The league arranged for a handful of team representatives to make the trip to assist in scouting participants and identifying the top talent. Cody Parrent of Pacers Gaming and Adam Rubin of Pistons GT were selected from among a group of team general managers to serve in that capacity in Hong Kong.
“The largest issue with the draft process is we don’t get enough time to see the players’ personalities,” Rubin said. “We get a chance to see their skill set, how they work within the game, but don’t really get an up-close view of their personalities.”
That issue would be minimalized at the tournament, with league personnel spending two days interacting with players during games and during down time, such as meals, with all event activities taking place at one central location. It was those interactions that helped Jaacko grab Rubin’s attention.
“It really gave me an insight into Jack’s personality and play style, outside of just seeing what he can do within the game,” Rubin said. “One hundred percent, if I hadn’t been there it would have been difficult to pick Jack not knowing his personality and pulling him halfway across the planet.”
Jaacko exited the APAC event confident of his chances to be included in draft pool following a strong showing, saying “my team won and I felt I was the best player on that team.” Still, there was no guarantee of hearing his name called on draft night.
Fast forward to March 5, and with the 14th pick of the third round, Pistons GT selected Jaacko. It marked validation in his process of earning a spot in the league, but also for an entire region of players who previously might have felt overlooked.
“It’s definitely cool to get that recognition back from the homeland and all that, with everyone looking up to you at this point,” he said of the historical significance of his selection. “At the same time, I don’t really think about that a whole bunch. Yeah, it’s cool, but I’m focused on the team and playing my own game and getting used to it myself. At the end of the season, if I played well, hopefully we’ll get other APAC players into the league.”

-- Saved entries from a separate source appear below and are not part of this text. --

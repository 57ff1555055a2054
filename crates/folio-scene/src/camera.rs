//! Orbit camera around the avatar
//!
//! The polar angle is fixed by the profile, so dragging only swings the
//! camera around the vertical axis. Zoom and pan are off unless the
//! profile enables them. Motion is damped towards the drag target.

use bevy::input::mouse::{AccumulatedMouseMotion, AccumulatedMouseScroll};
use bevy::prelude::*;

use folio_core::CameraFraming;

/// Marker component for the avatar camera
#[derive(Component)]
pub struct MainCamera;

/// Orbit controller settings, built from the profile's framing on mount
#[derive(Debug, Clone, Resource)]
pub struct OrbitSettings {
    pub azimuth: f32,
    pub target_azimuth: f32,
    /// Angle from the vertical axis, never changed by input
    pub polar_angle: f32,
    pub distance: f32,
    pub target_distance: f32,
    /// Minimum distance, also the initial one
    pub min_distance: f32,
    pub max_distance: f32,
    pub target: Vec3,
    pub target_focus: Vec3,
    pub sensitivity: f32,
    pub zoom_speed: f32,
    pub smooth_factor: f32,
    pub enable_zoom: bool,
    pub enable_pan: bool,
}

impl OrbitSettings {
    pub fn from_framing(framing: &CameraFraming) -> Self {
        let target = Vec3::from_array(framing.target);
        Self {
            azimuth: framing.azimuth,
            target_azimuth: framing.azimuth,
            polar_angle: framing.polar_angle,
            distance: framing.distance,
            target_distance: framing.distance,
            min_distance: framing.distance,
            max_distance: framing.distance * 3.0,
            target,
            target_focus: target,
            sensitivity: 0.005,
            zoom_speed: 0.1,
            smooth_factor: framing.damping,
            enable_zoom: framing.enable_zoom,
            enable_pan: framing.enable_pan,
        }
    }

    /// Camera position for the current (smoothed) orbit
    pub fn eye(&self) -> Vec3 {
        let horizontal = self.distance * self.polar_angle.sin();
        self.target
            + Vec3::new(
                horizontal * self.azimuth.sin(),
                self.distance * self.polar_angle.cos(),
                horizontal * self.azimuth.cos(),
            )
    }

    pub fn transform(&self) -> Transform {
        Transform::from_translation(self.eye()).looking_at(self.target, Vec3::Y)
    }

    /// Ease current values towards their targets for a frame of `dt` seconds
    pub fn smooth(&mut self, dt: f32) {
        let lerp_factor = 1.0 - (-self.smooth_factor * 60.0 * dt).exp();
        self.azimuth += (self.target_azimuth - self.azimuth) * lerp_factor;
        self.distance += (self.target_distance - self.distance) * lerp_factor;
        self.target += (self.target_focus - self.target) * lerp_factor;
    }

    pub fn zoom(&mut self, amount: f32) {
        if !self.enable_zoom {
            return;
        }
        let zoom_factor = 1.0 - amount * self.zoom_speed;
        self.target_distance =
            (self.target_distance * zoom_factor).clamp(self.min_distance, self.max_distance);
    }

    /// Shift the focus in the camera's screen plane
    pub fn pan(&mut self, delta: Vec2) {
        if !self.enable_pan {
            return;
        }
        let right = Vec3::new(self.azimuth.cos(), 0.0, -self.azimuth.sin());
        let pan_speed = self.distance * 0.002;
        self.target_focus -= right * delta.x * pan_speed;
        self.target_focus += Vec3::Y * delta.y * pan_speed;
    }
}

pub struct OrbitCameraPlugin;

impl Plugin for OrbitCameraPlugin {
    fn build(&self, app: &mut App) {
        app.add_systems(Update, update_camera);
    }
}

fn update_camera(
    mut camera_query: Query<&mut Transform, With<MainCamera>>,
    settings: Option<ResMut<OrbitSettings>>,
    mouse_motion: Res<AccumulatedMouseMotion>,
    mouse_scroll: Res<AccumulatedMouseScroll>,
    mouse_button: Res<ButtonInput<MouseButton>>,
    touch_input: Res<Touches>,
    time: Res<Time>,
    mut contexts: bevy_egui::EguiContexts,
) {
    // Nothing mounted
    let Some(mut settings) = settings else { return };

    let egui_wants_pointer = contexts
        .ctx_mut()
        .map(|ctx| ctx.wants_pointer_input())
        .unwrap_or(false);

    if !egui_wants_pointer {
        let motion = mouse_motion.delta;
        if mouse_button.pressed(MouseButton::Left) {
            settings.target_azimuth -= motion.x * settings.sensitivity;
        }
        if mouse_button.pressed(MouseButton::Right) {
            settings.pan(motion);
        }
        if mouse_scroll.delta.y != 0.0 {
            settings.zoom(mouse_scroll.delta.y);
        }

        if touch_input.iter().count() == 1 {
            for touch in touch_input.iter() {
                let delta = touch.delta();
                if delta != Vec2::ZERO {
                    settings.target_azimuth -= delta.x * settings.sensitivity;
                }
            }
        }
    }

    settings.smooth(time.delta_secs());

    if let Ok(mut transform) = camera_query.single_mut() {
        *transform = settings.transform();
    }
}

Jaacko’s delayed debut came during Week 2 of the regular season after he missed THE TIPOFF and regular-season opener while awaiting visa clearance. He started at small forward for both games of Pistons GT’s doubleheader and wasted little time making his presence known.
“I felt I definitely brought a new kind of vibe to the team, a new sort of energy, if you will,” he said.
Pistons GT looked like a rejuvenated bunch, earning their first victory of the season in an upset of Bucks Gaming. Jaacko scored a game-high 21 points to earn Intel Player of the Game honors, even if he modestly said his teammate, May, was a more deserving recipient for his efforts.
“Our guys have been in town for about a month, they were feeling the preseason grind and were a little drained,” Rubin said. “Jack coming in infused a lot of energy because he was coming in fresh, excited, ready to go. It really pumped everyone back up, got their mental state essentially reset back to Day 1.”
Some natural pregame jitters aside, Jaacko was eager to compete on stage in his first action in the live studio environment. He followed up his first outing with 12 points in a close loss to Pacers Gaming, playing his part as a secondary ball handler.
It’s been only a brief taste of action, but Jaacko enters Pistons GT’s Week 3 doubleheader against Knicks Gaming and Cavs Legion GC with a far better grasp of the league’s competition.
“All the North American players have been a lot more disciplined,” he said “There is not a whole lot of mistakes or errors to capitalize on, so when the opposition makes a mistake, you’ve got to be sure to capitalize on that.”
For Jaacko, he’s making sure to capitalize on the opportunity that’s been presented to him. He’s living some 8,420 miles from home, representing a region of future league hopefuls, playing a video game as a member of the Pistons organization.
Not that there’s been much opportunity for him to reflect on his adventure. There will be plenty of time for that later on.
“I’ll be in the shower sometimes thinking ‘what am I actually doing,’” he said. “But reflecting on it and stuff like that, not really, because it’s been head-down for the first week. I do definitely think about how cool it is and how privileged and blessed it is to be in this position.”